Флорентийские мастера с полным правом считали рисунок отцом трёх искусств — архитектуры, живописи и скульптуры. Не случайно именно во Флоренции по инициативе Вазари в 1563 году была образована первая в Европе Академия рисунка, а её почётным президентом стал доживающий свой век Микеланджело.

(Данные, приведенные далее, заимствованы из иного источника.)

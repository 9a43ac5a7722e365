//! Checkpoint persistence for motion stream training
//!
//! A run keeps two checkpoint slots in its output directory: `checkpoint.bin`
//! is overwritten after every epoch, `model_best.bin` only after an epoch that
//! improved the best video-level top-1. Records are bincode-encoded and
//! optionally gzip-compressed; compressed records are recognised by their
//! magic bytes on load, so the setting can change between runs.
//!
//! Every file is written to a sibling temp file, synced and renamed into
//! place, so a crash mid-write leaves the previous record intact.

use std::collections::BTreeMap;
use std::fs::{self, File};
use std::io::{Read, Write};
use std::path::{Path, PathBuf};

use candle_core::{Device, Tensor};
use candle_nn::VarMap;
use chrono::{DateTime, Utc};
use flate2::read::GzDecoder;
use flate2::write::GzEncoder;
use flate2::Compression;
use serde::{Deserialize, Serialize};
use tracing::{debug, info};

use crate::error::{Error, Result};
use crate::training::config::CheckpointingConfig;
use crate::training::optimizers::{OptimizerStateDict, SchedulerStateDict, TensorState};

/// File name of the checkpoint written every epoch
pub const LATEST_CHECKPOINT: &str = "checkpoint.bin";

/// File name of the checkpoint of the best epoch
pub const BEST_CHECKPOINT: &str = "model_best.bin";

const GZIP_MAGIC: [u8; 2] = [0x1f, 0x8b];

/// Name-sorted host copy of every variable of a model
#[derive(Debug, Clone, Default, PartialEq, Serialize, Deserialize)]
pub struct ParameterSnapshot {
    pub tensors: BTreeMap<String, TensorState>,
}

impl ParameterSnapshot {
    /// Copy every variable of `var_map` to the host
    pub fn capture(var_map: &VarMap) -> Result<Self> {
        let vars = var_map
            .data()
            .lock()
            .map_err(|_| Error::internal("parameter map lock poisoned"))?;
        let mut tensors = BTreeMap::new();
        for (name, var) in vars.iter() {
            tensors.insert(name.clone(), TensorState::from_tensor(var.as_tensor())?);
        }
        Ok(Self { tensors })
    }

    pub fn len(&self) -> usize {
        self.tensors.len()
    }

    pub fn is_empty(&self) -> bool {
        self.tensors.is_empty()
    }

    /// Rebuild every tensor on `device`, checking names and shapes against
    /// `var_map` without modifying it
    pub fn prepare(&self, var_map: &VarMap, device: &Device) -> Result<Vec<(String, Tensor)>> {
        let vars = var_map
            .data()
            .lock()
            .map_err(|_| Error::internal("parameter map lock poisoned"))?;

        if let Some(missing) = vars.keys().find(|name| !self.tensors.contains_key(*name)) {
            return Err(Error::shape_mismatch(format!(
                "snapshot has no value for parameter '{}'",
                missing
            )));
        }

        let mut prepared = Vec::with_capacity(self.tensors.len());
        for (name, state) in &self.tensors {
            let var = vars.get(name).ok_or_else(|| {
                Error::shape_mismatch(format!("snapshot parameter '{}' is not in the model", name))
            })?;
            if var.dims() != state.shape.as_slice() {
                return Err(Error::shape_mismatch(format!(
                    "parameter '{}' has shape {:?} in the snapshot but {:?} in the model",
                    name,
                    state.shape,
                    var.dims()
                )));
            }
            let tensor = state.to_tensor(device)?.to_dtype(var.dtype())?;
            prepared.push((name.clone(), tensor));
        }
        Ok(prepared)
    }

    /// Overwrite the variables of `var_map`; nothing is written unless every
    /// tensor fits
    pub fn restore(&self, var_map: &VarMap, device: &Device) -> Result<()> {
        let prepared = self.prepare(var_map, device)?;
        apply_prepared(var_map, &prepared)
    }
}

/// Write tensors produced by [`ParameterSnapshot::prepare`] into `var_map`
pub fn apply_prepared(var_map: &VarMap, prepared: &[(String, Tensor)]) -> Result<()> {
    let vars = var_map
        .data()
        .lock()
        .map_err(|_| Error::internal("parameter map lock poisoned"))?;
    for (name, tensor) in prepared {
        if let Some(var) = vars.get(name) {
            var.set(tensor)?;
        }
    }
    Ok(())
}

/// Everything needed to resume a run
#[derive(Debug, Clone, PartialEq, Serialize, Deserialize)]
pub struct TrainingCheckpoint {
    /// Next epoch to run
    pub epoch: usize,

    /// Best video-level top-1 so far, in percent
    pub best_score: f64,

    /// Pretraining label of the run ("No", "ImageNet", "Transfer")
    pub model_type: String,

    /// Model parameters
    pub model_state: ParameterSnapshot,

    /// Optimizer state
    pub optimizer_state: Option<OptimizerStateDict>,

    /// Scheduler state
    pub scheduler_state: Option<SchedulerStateDict>,

    /// Time the record was created
    pub timestamp: DateTime<Utc>,
}

/// Reads and writes the checkpoint slots and prediction side file of a run
#[derive(Debug, Clone)]
pub struct CheckpointManager {
    output_dir: PathBuf,
    compression: bool,
}

impl CheckpointManager {
    /// Create a manager writing to `output_dir`, creating it if needed
    pub fn new<P: AsRef<Path>>(output_dir: P, compression: bool) -> Result<Self> {
        let output_dir = output_dir.as_ref().to_path_buf();
        fs::create_dir_all(&output_dir)?;
        Ok(Self {
            output_dir,
            compression,
        })
    }

    pub fn from_config(config: &CheckpointingConfig) -> Result<Self> {
        Self::new(&config.output_dir, config.compression)
    }

    pub fn output_dir(&self) -> &Path {
        &self.output_dir
    }

    pub fn latest_path(&self) -> PathBuf {
        self.output_dir.join(LATEST_CHECKPOINT)
    }

    pub fn best_path(&self) -> PathBuf {
        self.output_dir.join(BEST_CHECKPOINT)
    }

    /// Path of the best checkpoint, if one has been written
    pub fn best_checkpoint_path(&self) -> Option<PathBuf> {
        let path = self.best_path();
        path.is_file().then_some(path)
    }

    /// Path of the per-video prediction file for `model_type`
    pub fn predictions_path(&self, model_type: &str) -> PathBuf {
        self.output_dir
            .join(format!("motion_video_preds_{}.json", model_type))
    }

    /// Write `checkpoint` to the latest slot, and to the best slot as well
    /// when `is_best`
    pub fn save(&self, checkpoint: &TrainingCheckpoint, is_best: bool) -> Result<PathBuf> {
        let bytes = self.encode(checkpoint)?;

        let latest = self.latest_path();
        write_atomic(&latest, &bytes)?;
        debug!(path = %latest.display(), bytes = bytes.len(), "Wrote latest checkpoint");

        if is_best {
            let best = self.best_path();
            write_atomic(&best, &bytes)?;
            info!(
                path = %best.display(),
                epoch = checkpoint.epoch,
                best_score = checkpoint.best_score,
                "Wrote best checkpoint"
            );
        }
        Ok(latest)
    }

    /// Read a checkpoint record
    pub fn load<P: AsRef<Path>>(&self, path: P) -> Result<TrainingCheckpoint> {
        load_checkpoint(path)
    }

    /// Write the accumulated per-video score sums as a JSON object
    pub fn save_video_predictions(
        &self,
        model_type: &str,
        predictions: &BTreeMap<String, Vec<f64>>,
    ) -> Result<PathBuf> {
        let path = self.predictions_path(model_type);
        let bytes = serde_json::to_vec(predictions)?;
        write_atomic(&path, &bytes)?;
        debug!(path = %path.display(), videos = predictions.len(), "Wrote video predictions");
        Ok(path)
    }

    fn encode(&self, checkpoint: &TrainingCheckpoint) -> Result<Vec<u8>> {
        let raw = bincode::serialize(checkpoint)?;
        if !self.compression {
            return Ok(raw);
        }
        let mut encoder = GzEncoder::new(Vec::new(), Compression::default());
        encoder.write_all(&raw)?;
        Ok(encoder.finish()?)
    }
}

/// Read a checkpoint record from `path`
///
/// A missing file is [`Error::CheckpointNotFound`]; a file that cannot be
/// decompressed or decoded is [`Error::CheckpointCorrupt`].
pub fn load_checkpoint<P: AsRef<Path>>(path: P) -> Result<TrainingCheckpoint> {
    let path = path.as_ref();
    if !path.is_file() {
        return Err(Error::CheckpointNotFound(path.to_path_buf()));
    }

    let bytes = fs::read(path)?;
    if bytes.is_empty() {
        return Err(Error::checkpoint_corrupt(path, "file is empty"));
    }

    let raw = if bytes.starts_with(&GZIP_MAGIC) {
        let mut decoded = Vec::new();
        GzDecoder::new(bytes.as_slice())
            .read_to_end(&mut decoded)
            .map_err(|e| Error::checkpoint_corrupt(path, format!("gzip: {}", e)))?;
        decoded
    } else {
        bytes
    };

    bincode::deserialize(&raw).map_err(|e| Error::checkpoint_corrupt(path, e.to_string()))
}

/// Write `bytes` to `path` through a synced temp file and a rename
pub fn write_atomic(path: &Path, bytes: &[u8]) -> Result<()> {
    let file_name = path
        .file_name()
        .ok_or_else(|| Error::config(format!("'{}' has no file name", path.display())))?;
    let mut temp_name = file_name.to_os_string();
    temp_name.push(".tmp");
    let temp_path = path.with_file_name(temp_name);

    {
        let mut file = File::create(&temp_path)?;
        file.write_all(bytes)?;
        file.sync_all()?;
    }
    fs::rename(&temp_path, path)?;
    Ok(())
}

Для начинающего художника это была великая школа. Копируя работы известных мастеров, Микеланджело не только совершенствовался в рисунке, но и вносил в копии своё видение. В его руках оригиналы порой изменялись до неузнаваемости, обретая динамику и пластичность. Более того, свою копию он часто старался выдать за оригинал и с помощью нехитрых приёмов придавал рисунку обветшалый вид, натирая его землёй и вываливая в пыли, чем нередко вводил в заблуждение гостей, посещавших мастерскую Гирландайо в желании приобрести рисунок или гравюру старых мастеров.
Как он радовался, когда его подделка принималась за оригинал! Кое-что ему удавалось выгодно сбыть с рук, о чём он стеснялся говорить даже Граначчи, считая в глубине души, что такие проделки зазорны.

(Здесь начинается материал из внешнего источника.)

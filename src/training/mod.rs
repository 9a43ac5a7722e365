//! Training infrastructure for the motion stream
//!
//! This module provides the epoch-driven training and validation machinery:
//! batch sources, the per-epoch sweeps, video-level score aggregation,
//! optimization, checkpointing and the CSV training logs.
//!
//! # Main Components
//!
//! - **Configuration**: epoch range, optimizer, scheduler and checkpoint slots
//! - **Trainer**: [`MotionTrainer`], the controller running train/validate epochs
//! - **Data**: [`BatchSource`] streams over stacked optical-flow clips
//! - **Aggregation**: per-video summing of frame scores and video-level metrics
//! - **Checkpoints**: atomic latest/best checkpoint slots and the prediction side file
//! - **Metrics**: averaging meters, top-k accuracy and the per-phase CSV logs
//! - **Optimizers**: SGD with momentum and the plateau learning-rate schedule
//!
//! # Quick Start
//!
//! ```rust,ignore
//! use motion_stream::training::{DataStreams, ModelHandle, MotionTrainer, TrainingConfig};
//!
//! let mut trainer = MotionTrainer::new(TrainingConfig::default(), model, streams)?;
//! let result = trainer.run().await?;
//! println!("best top-1: {:.2}%", result.final_state.best_score);
//! ```

pub mod aggregation;
pub mod checkpoints;
pub mod config;
pub mod data;
pub mod metrics;
pub mod optimizers;
pub mod trainer;
pub mod trainers;

// Tests module
#[cfg(test)]
pub mod tests;

// Configuration re-exports
pub use config::{CheckpointingConfig, OptimizerConfig, SchedulerConfig, SchedulerType, TrainingConfig};

// Trainer re-exports
pub use trainer::{
    DataStreams, ModelHandle, MotionTrainer, TrainingEvent, TrainingResult, TrainingState,
    TrainingStatus,
};
pub use trainers::{EpochTrainer, EpochValidator, ValidationOutcome};

// Data re-exports
pub use data::{
    BatchSource, ClipSampling, FlowClipSource, FrameBatch, InMemoryBatches, KeyedFrameBatch,
    SplitLists, TrainingFlowSource,
};

// Aggregation re-exports
pub use aggregation::{
    derive_video_key, GroundTruthIndex, VideoKey, VideoLevelMetrics, VideoPredictionAggregator,
};

// Checkpoint re-exports
pub use checkpoints::{CheckpointManager, ParameterSnapshot, TrainingCheckpoint};

// Metrics re-exports
pub use metrics::{AverageMeter, EpochSummary, Phase, PhaseMetrics, TrainingLog};

// Optimizer re-exports
pub use optimizers::{
    create_optimizer, create_scheduler, ConstantScheduler, Optimizer, OptimizerState,
    PlateauScheduler, Scheduler, SchedulerState, SgdOptimizer,
};
//! Optical-flow clip source
//!
//! Flow images live under `<flow_dir>/u/v_<Video>/frame000001.jpg` and the
//! matching `v/` directory. A clip is `stack_len` consecutive frames; each
//! frame contributes its horizontal and vertical component as two adjacent
//! channels, so a clip has `2 * stack_len` channels.
//!
//! Decoding runs on a dedicated rayon pool inside `spawn_blocking`; decoded
//! batches reach the consumer through a bounded channel so at most
//! `prefetch_batches` batches are held ahead of it.

use std::fs;
use std::path::{Path, PathBuf};
use std::sync::Arc;

use async_trait::async_trait;
use candle_core::{Device, Tensor};
use image::imageops::FilterType;
use rand::rngs::StdRng;
use rand::seq::SliceRandom;
use rand::{Rng, SeedableRng};
use rayon::prelude::*;
use tokio::sync::mpsc;
use tokio::task::JoinHandle;
use tracing::{debug, error, info, instrument};

use super::{BatchSource, FrameBatch, KeyedFrameBatch, VideoEntry};
use crate::config::DataConfig;
use crate::error::{Error, Result};
use crate::training::aggregation::KEY_DELIMITER;

/// On-disk layout of a flow dataset
#[derive(Debug, Clone)]
pub struct FlowLayout {
    pub flow_dir: PathBuf,
    pub stack_len: usize,
    pub image_size: usize,
}

impl FlowLayout {
    pub fn from_config(config: &DataConfig) -> Self {
        Self {
            flow_dir: config.flow_dir.clone(),
            stack_len: config.stack_len,
            image_size: config.image_size,
        }
    }

    fn video_dir(&self, component: &str, video: &str) -> PathBuf {
        self.flow_dir.join(component).join(format!("v_{}", video))
    }

    /// Path of a 1-based flow frame of one component (`u` or `v`)
    pub fn frame_path(&self, component: &str, video: &str, frame: usize) -> PathBuf {
        self.video_dir(component, video)
            .join(format!("frame{:06}.jpg", frame))
    }

    /// Number of flow frames available for `video`
    pub fn count_frames(&self, video: &str) -> Result<usize> {
        let dir = self.video_dir("u", video);
        let entries = fs::read_dir(&dir)
            .map_err(|e| Error::data(format!("cannot list {}: {}", dir.display(), e)))?;
        let mut count = 0;
        for entry in entries {
            if entry?.path().extension().is_some_and(|ext| ext == "jpg") {
                count += 1;
            }
        }
        Ok(count)
    }

    /// Decode the clip of `video` starting at 1-based frame `start`
    ///
    /// Returns `2 * stack_len * image_size * image_size` values in `[0, 1]`,
    /// channel-major.
    pub fn load_clip(&self, video: &str, start: usize) -> Result<Vec<f32>> {
        let side = self.image_size as u32;
        let plane = self.image_size * self.image_size;
        let mut data = Vec::with_capacity(2 * self.stack_len * plane);

        for offset in 0..self.stack_len {
            for component in ["u", "v"] {
                let path = self.frame_path(component, video, start + offset);
                let image = image::open(&path)
                    .map_err(|e| Error::data(format!("cannot decode {}: {}", path.display(), e)))?
                    .to_luma8();
                let image = if image.dimensions() == (side, side) {
                    image
                } else {
                    image::imageops::resize(&image, side, side, FilterType::Triangle)
                };
                data.extend(image.into_raw().into_iter().map(|v| v as f32 / 255.0));
            }
        }
        Ok(data)
    }
}

/// How clips are drawn from each video
#[derive(Debug, Clone, Copy, PartialEq, Eq)]
pub enum ClipSampling {
    /// One clip per video at a random start frame, videos shuffled
    RandomPerVideo,
    /// `clips` evenly spaced clips per video, in list order
    EvenlySpaced { clips: usize },
}

#[derive(Debug, Clone)]
struct VideoClips {
    video: String,
    label: u32,
    num_frames: usize,
}

#[derive(Debug, Clone)]
struct ClipRequest {
    key: String,
    video: String,
    start: usize,
    label: u32,
}

/// Batch source decoding flow clips from disk
pub struct FlowClipSource {
    layout: Arc<FlowLayout>,
    videos: Arc<Vec<VideoClips>>,
    sampling: ClipSampling,
    batch_size: usize,
    prefetch_batches: usize,
    seed: u64,
    device: Device,
    pool: Arc<rayon::ThreadPool>,
    receiver: Option<mpsc::Receiver<Result<KeyedFrameBatch>>>,
    producer: Option<JoinHandle<()>>,
}

impl FlowClipSource {
    /// Index the videos of `entries`, counting their flow frames
    ///
    /// Labels are converted to zero-based class indices; a label outside
    /// `0..num_classes` is a configuration error.
    pub fn new(
        config: &DataConfig,
        entries: &[VideoEntry],
        sampling: ClipSampling,
        seed: u64,
        num_workers: usize,
        device: Device,
    ) -> Result<Self> {
        let layout = FlowLayout::from_config(config);
        let zero_indexed = config.dataset.zero_indexed();
        let num_classes = config.dataset.num_classes() as i64;

        let mut videos = Vec::with_capacity(entries.len());
        for entry in entries {
            let label = entry.label(zero_indexed);
            if !(0..num_classes).contains(&label) {
                return Err(Error::config(format!(
                    "video '{}' has label {} outside 0..{}",
                    entry.video, label, num_classes
                )));
            }
            let num_frames = layout.count_frames(&entry.video)?;
            if num_frames < layout.stack_len {
                return Err(Error::data(format!(
                    "video '{}' has {} flow frames, fewer than the stack length {}",
                    entry.video, num_frames, layout.stack_len
                )));
            }
            videos.push(VideoClips {
                video: entry.video.clone(),
                label: label as u32,
                num_frames,
            });
        }

        let pool = rayon::ThreadPoolBuilder::new()
            .num_threads(num_workers.max(1))
            .thread_name(|idx| format!("flow-decoder-{}", idx))
            .build()
            .map_err(|e| Error::internal(format!("cannot start decoder pool: {}", e)))?;

        info!(
            videos = videos.len(),
            ?sampling,
            batch_size = config.batch_size,
            workers = num_workers.max(1),
            "Indexed flow videos"
        );

        Ok(Self {
            layout: Arc::new(layout),
            videos: Arc::new(videos),
            sampling,
            batch_size: config.batch_size,
            prefetch_batches: config.prefetch_batches,
            seed,
            device,
            pool: Arc::new(pool),
            receiver: None,
            producer: None,
        })
    }

    /// Number of clips drawn per pass
    pub fn num_clips(&self) -> usize {
        match self.sampling {
            ClipSampling::RandomPerVideo => self.videos.len(),
            ClipSampling::EvenlySpaced { clips } => self.videos.len() * clips,
        }
    }

    fn plan_epoch(&self, epoch: usize) -> Vec<ClipRequest> {
        let stack_len = self.layout.stack_len;
        match self.sampling {
            ClipSampling::RandomPerVideo => {
                let mut rng = StdRng::seed_from_u64(self.seed.wrapping_add(epoch as u64));
                let mut requests: Vec<ClipRequest> = self
                    .videos
                    .iter()
                    .map(|clips| {
                        let last_start = clips.num_frames - stack_len + 1;
                        ClipRequest {
                            key: format!("{}{}0", clips.video, KEY_DELIMITER),
                            video: clips.video.clone(),
                            start: rng.random_range(1..=last_start),
                            label: clips.label,
                        }
                    })
                    .collect();
                requests.shuffle(&mut rng);
                requests
            }
            ClipSampling::EvenlySpaced { clips } => self
                .videos
                .iter()
                .flat_map(|video| {
                    evenly_spaced_starts(video.num_frames, stack_len, clips)
                        .into_iter()
                        .enumerate()
                        .map(move |(idx, start)| ClipRequest {
                            key: format!("{}{}{}", video.video, KEY_DELIMITER, idx),
                            video: video.video.clone(),
                            start,
                            label: video.label,
                        })
                })
                .collect(),
        }
    }

    fn stop_producer(&mut self) {
        if let Some(handle) = self.producer.take() {
            handle.abort();
        }
        self.receiver = None;
    }
}

/// 1-based start frames of `clips` clips spread over the video
pub fn evenly_spaced_starts(num_frames: usize, stack_len: usize, clips: usize) -> Vec<usize> {
    let last_start = num_frames.saturating_sub(stack_len) + 1;
    if clips <= 1 {
        return vec![1];
    }
    (0..clips)
        .map(|idx| 1 + idx * (last_start - 1) / (clips - 1))
        .collect()
}

fn decode_batch(
    layout: &FlowLayout,
    pool: &rayon::ThreadPool,
    requests: Vec<ClipRequest>,
    device: &Device,
) -> Result<KeyedFrameBatch> {
    let clips: Vec<Vec<f32>> = pool.install(|| {
        requests
            .par_iter()
            .map(|request| layout.load_clip(&request.video, request.start))
            .collect::<Result<Vec<_>>>()
    })?;

    let n = requests.len();
    let channels = 2 * layout.stack_len;
    let data: Vec<f32> = clips.into_iter().flatten().collect();
    let inputs = Tensor::from_vec(
        data,
        (n, channels, layout.image_size, layout.image_size),
        device,
    )?;
    let labels = Tensor::from_vec(
        requests.iter().map(|r| r.label).collect::<Vec<u32>>(),
        n,
        device,
    )?;
    let keys = requests.into_iter().map(|r| r.key).collect();
    KeyedFrameBatch::new(keys, inputs, labels)
}

#[async_trait]
impl BatchSource for FlowClipSource {
    type Batch = KeyedFrameBatch;

    #[instrument(skip(self))]
    async fn begin_epoch(&mut self, epoch: usize) -> Result<()> {
        self.stop_producer();

        let plan = self.plan_epoch(epoch);
        let batches: Vec<Vec<ClipRequest>> = plan
            .chunks(self.batch_size)
            .map(|chunk| chunk.to_vec())
            .collect();
        debug!(epoch, clips = plan.len(), batches = batches.len(), "Planned flow pass");

        let (sender, receiver) = mpsc::channel(self.prefetch_batches.max(1));
        let layout = self.layout.clone();
        let pool = self.pool.clone();
        let device = self.device.clone();

        let producer = tokio::spawn(async move {
            for (batch_idx, requests) in batches.into_iter().enumerate() {
                let decoded = tokio::task::spawn_blocking({
                    let layout = layout.clone();
                    let pool = pool.clone();
                    let device = device.clone();
                    move || decode_batch(&layout, &pool, requests, &device)
                })
                .await;

                let item = match decoded {
                    Ok(result) => result,
                    Err(e) => Err(Error::internal(format!("decoder task failed: {}", e))),
                };
                let failed = item.is_err();
                if let Err(e) = &item {
                    error!(batch = batch_idx, error = %e, "Failed to decode flow batch");
                }
                if sender.send(item).await.is_err() || failed {
                    break;
                }
            }
        });

        self.receiver = Some(receiver);
        self.producer = Some(producer);
        Ok(())
    }

    async fn next_batch(&mut self) -> Result<Option<KeyedFrameBatch>> {
        let receiver = self
            .receiver
            .as_mut()
            .ok_or_else(|| Error::data("next_batch called before begin_epoch"))?;
        match receiver.recv().await {
            Some(item) => item.map(Some),
            None => Ok(None),
        }
    }

    fn num_batches(&self) -> Option<usize> {
        Some(self.num_clips().div_ceil(self.batch_size))
    }
}

impl Drop for FlowClipSource {
    fn drop(&mut self) {
        self.stop_producer();
    }
}

/// Training view of a [`FlowClipSource`] that drops the frame keys
pub struct TrainingFlowSource {
    inner: FlowClipSource,
}

impl TrainingFlowSource {
    pub fn new(inner: FlowClipSource) -> Self {
        Self { inner }
    }

    pub fn flow_dir(&self) -> &Path {
        &self.inner.layout.flow_dir
    }
}

#[async_trait]
impl BatchSource for TrainingFlowSource {
    type Batch = FrameBatch;

    async fn begin_epoch(&mut self, epoch: usize) -> Result<()> {
        self.inner.begin_epoch(epoch).await
    }

    async fn next_batch(&mut self) -> Result<Option<FrameBatch>> {
        Ok(self
            .inner
            .next_batch()
            .await?
            .map(KeyedFrameBatch::into_frame_batch))
    }

    fn num_batches(&self) -> Option<usize> {
        self.inner.num_batches()
    }
}
//! One training pass over the frame stream

use std::time::Instant;

use candle_core::DType;
use tracing::{debug, info, instrument};

use super::check_logits;
use crate::error::{Error, Result};
use crate::model::FrameClassifier;
use crate::training::data::{BatchSource, FrameBatch};
use crate::training::metrics::{accuracy, AverageMeter, Phase, PhaseMetrics, TrainingLog};
use crate::training::optimizers::OptimizerState;

/// Runs the parameter-updating sweep of an epoch
#[derive(Debug, Clone)]
pub struct EpochTrainer {
    log_steps: usize,
}

impl EpochTrainer {
    /// `log_steps` is the interval, in batches, of per-batch debug logging
    pub fn new(log_steps: usize) -> Self {
        Self {
            log_steps: log_steps.max(1),
        }
    }

    /// Train `model` for one pass over `source`
    ///
    /// Every batch is classified in training mode, scored with cross-entropy
    /// and followed by one optimizer update. The epoch summary is appended to
    /// `log`. The first error aborts the pass.
    #[instrument(skip_all, fields(epoch = epoch))]
    pub async fn train_epoch(
        &self,
        epoch: usize,
        model: &dyn FrameClassifier,
        optimizer: &mut OptimizerState,
        source: &mut dyn BatchSource<Batch = FrameBatch>,
        log: &TrainingLog,
    ) -> Result<PhaseMetrics> {
        let num_classes = model.num_classes();
        let learning_rate = optimizer.learning_rate();
        info!(
            epoch,
            lr = learning_rate,
            batches = ?source.num_batches(),
            "Training epoch"
        );

        let mut batch_time = AverageMeter::new();
        let mut data_time = AverageMeter::new();
        let mut losses = AverageMeter::new();
        let mut top1 = AverageMeter::new();
        let mut top5 = AverageMeter::new();

        source.begin_epoch(epoch).await?;
        let mut batch_idx = 0;
        let mut fetch_start = Instant::now();

        while let Some(batch) = source.next_batch().await? {
            data_time.update(fetch_start.elapsed().as_secs_f64());
            let step_start = Instant::now();
            let n = batch.len() as f64;

            let logits = model.forward_t(&batch.inputs, true)?;
            check_logits(&logits, &batch.labels, num_classes)?;

            let loss = candle_nn::loss::cross_entropy(&logits, &batch.labels)?;
            let loss_value = loss.to_dtype(DType::F64)?.to_scalar::<f64>()?;
            if !loss_value.is_finite() {
                return Err(Error::NonFiniteLoss {
                    value: loss_value,
                    epoch,
                    batch: batch_idx,
                });
            }

            let acc = accuracy(&logits, &batch.labels, &[1, 5])?;
            losses.update_weighted(loss_value, n);
            top1.update_weighted(acc[0], n);
            top5.update_weighted(acc[1], n);

            optimizer.backward_step(&loss)?;

            batch_time.update(step_start.elapsed().as_secs_f64() + data_time.val());
            if batch_idx % self.log_steps == 0 {
                debug!(
                    epoch,
                    batch = batch_idx,
                    loss = loss_value,
                    top1 = acc[0],
                    avg_loss = losses.avg(),
                    "Training batch"
                );
            }

            batch_idx += 1;
            fetch_start = Instant::now();
        }

        if batch_idx == 0 {
            return Err(Error::data(format!(
                "training stream produced no batches in epoch {}",
                epoch
            )));
        }

        let metrics = PhaseMetrics {
            epoch,
            phase: Phase::Train,
            loss: losses.avg(),
            top1: top1.avg(),
            top5: top5.avg(),
            batch_time: batch_time.avg(),
            data_time: Some(data_time.avg()),
            learning_rate: Some(learning_rate),
            samples: losses.count() as usize,
        };
        log.record(&metrics)?;

        info!(
            epoch,
            loss = metrics.loss,
            top1 = metrics.top1,
            top5 = metrics.top5,
            batches = batch_idx,
            "Training epoch finished"
        );
        Ok(metrics)
    }
}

Главное внимание уделялось так называемой «чёрной» работе, а именно качеству раствора для фресковой росписи. И здесь особую помощь ему оказывал Граначчи, от которого он многое узнал о способах изготовления раствора и о том, как и когда покрывать им стену.
— Самое главное, — поучал друг, — стена должна быть хорошо оштукатуренной. Следи, чтобы в извёстку не попала даже малость селитры, которая съест всю твою роспись.
Граначчи научил его правильно замешивать известь и добавлять в неё песок, который должен быть речным и тщательно просеянным.
— Никак не предполагал, — сказал, смеясь, Микеланджело, — что мне придётся поработать простым каменщиком, прежде чем взяться за кисть. Представляю себе, как бы мой родитель подивился, попадись я ему на глаза в фартуке и с мастерком в руке!
Однажды он с удивлением увидел, как Граначчи, размешивая раствор, раза два испробовал его на вкус.
— Для чего ты это делаешь?
— А как иначе определить вязкость и готовность раствора? Так поступали все старые мастера.
Граначчи охотно делился знаниями и опытом, показывая также, как правильно растирать мастерком нанесённый слой раствора, чтобы поверхность стены получилась гладкой, как куриное яйцо, — только тогда можно приступить к написанию фрески.
Микеланджело был благодарен другу за науку и продолжал упорно познавать накопленные веками премудрости и секреты фресковой живописи. От Майнарди он узнал, что среди старых мастеров был обычай перед каждой новой фресковой росписью идти в баню, дабы очиститься и смыть грехи. По мнению Микеланджело, это было несусветной глупостью. Ему вспомнился совет отца никогда не мыться.
— С водой, — говаривал он, — мы выплёскиваем дарованное нам Господом здоровье.
У мессера Лодовико Буонарроти были свои житейские рецепты, позволившие ему дожить в добром здравии и рассудке до девяноста лет.
Но чем бы Микеланджело ни занимался в живописной мастерской, в нём постоянно давала о себе знать врождённая тяга к скульптуре, лучшие образцы которой во Флоренции были им досконально изучены, хотя новых достойных внимания изваяний больше не появлялось после того, как из жизни ушли Пизано, Гиберти, Донателло, Брунеллески, делла Роббиа, Верроккьо, Дезидерио да Сеттиньяно и другие славные мастера. Это вызывало у Микеланджело грусть — скульптура осиротела и ничем новым не могла порадовать влюблённого в неё юнца.